Setidaknya ada dua pelajaran yang
dapat kita ambil dari peristiwa hijrah;
Pertama, keselamatan agama
adalah paling utama.
Rasulullah dan para sahabat demi
menyelamatkan imannya, islamnya dan keyakinannya, mereka tinggalkan kampung
halamannya, tanah kelahirannya dan harta bendanya, menempuh perjalanan panjang,
melelahkan dan penuh resiko. Demi apa? Demi menyelamatkan agamanya. Ini harus
menginspirasi kita, bahwa apapun yang terjadi dalam kehidupan kita, berbagai
godaan, cobaan dan ujian jangan sampai membuat kita meninggalkan agama kita.
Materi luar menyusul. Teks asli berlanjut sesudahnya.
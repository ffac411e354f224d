//! First-boot script for the proxy host.

/// Source of the reality-ezpz installer.
pub const INSTALLER_URL: &str =
    "https://raw.githubusercontent.com/aleskxyz/reality-ezpz/master/reality-ezpz.sh";

/// Marker file written once the installer has finished.
pub const SETUP_COMPLETE_MARKER: &str = "/tmp/reality-setup-complete";

const SHEBANG: &str = "#!/bin/bash";

/// Shell lines executed once by the instance on first boot.
#[derive(Clone, Debug, Eq, PartialEq)]
pub struct BootScript {
    lines: Vec<String>,
}

impl BootScript {
    /// Script that elevates, runs the installer, and writes the completion
    /// marker.
    #[must_use]
    pub fn proxy_installer() -> Self {
        Self {
            lines: vec![
                String::from("sudo -i"),
                installer_invocation(),
                format!("touch {SETUP_COMPLETE_MARKER}"),
            ],
        }
    }

    /// Lines in execution order.
    #[must_use]
    pub fn lines(&self) -> &[String] {
        &self.lines
    }

    /// Renders the script as instance user data.
    #[must_use]
    pub fn render(&self) -> String {
        let mut rendered = String::from(SHEBANG);
        for line in &self.lines {
            rendered.push('\n');
            rendered.push_str(line);
        }
        rendered
    }
}

/// Shell fragment that downloads and runs the installer.
#[must_use]
pub fn installer_invocation() -> String {
    format!("bash <(curl -sL {INSTALLER_URL})")
}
Sebab jika itu terjadi, maka sungguh itu merupakan musibah paling besar dalam
kehidupan.
Justeru seharusnya setiap apa
yang terjadi pada diri kita, baik kenikmatan atau musibah, untung atau rugi,
senang atau susah semestinya membuat kita semakin teguh di jalan Allah. Sebab
ketakwaan akan mengundang ridha Allah, ridha Allah akan mendatangkan kebaikan
dan keberkahan, mendatangkan solusi dan membuka pintu rizki dari Allah Taala.
وَمَن يَتَّقِ
اللَّهَ يَجْعَل لَّهُ مَخْرَجًا وَيَرْزُقْهُ مِنْ حَيْثُ لَا يَحْتَسِبُ
“Siapa yang bertakwa kepada Allah
akan diberikan jalan keluar baginya dan diberikan rizki dari jalan yang tidak
diduga.” (QS. Ath-Thalaq:2-3)
Pelajaran kedua: Mencapai
sesuatu dengan ikhtiar maksimal.
Rasulullah saw ketika hendak
melaksanakan hijrah, jauh-jauh hari beliau sudah menyewa hewan kendaraannya
beserta penunjuk jalannya, lalu beliau diam-diam keluar dari rumahnya bersama
sahabatnya Abu Bakar Ash-Shiddiq menuju Gua Tsur dan bersembunyi di sana
beberapa hari menghindari kejaran kaum kafir quraisy, lalu setelah itu beliau
berangkat menuju Madinah melalui jalur yang tidak biasa ditempuh, juga untuk
menghindari kejaran kaum kafir Quraisy.
Rasulullah saw yang keimanannya
sempurna, tawakkalnya total, ibadahnya tak terkira, namun beliau tetap
melakukan ikhtiar maksimal untuk mencapai tujuan yang diinginkan atau
menghindari sesuau yang membahayakan. Ini sungguh merupakan pelajaran berharga
bagi kita setiap muslim, bahwa selain keimanan yang kuat, ibadah yang benar,
penyandaran yang tinggi kepada Allah, kitapun harus berikhtiar dan berusaha
maksimal sesuatu hukum sebab akibat telah diketahui.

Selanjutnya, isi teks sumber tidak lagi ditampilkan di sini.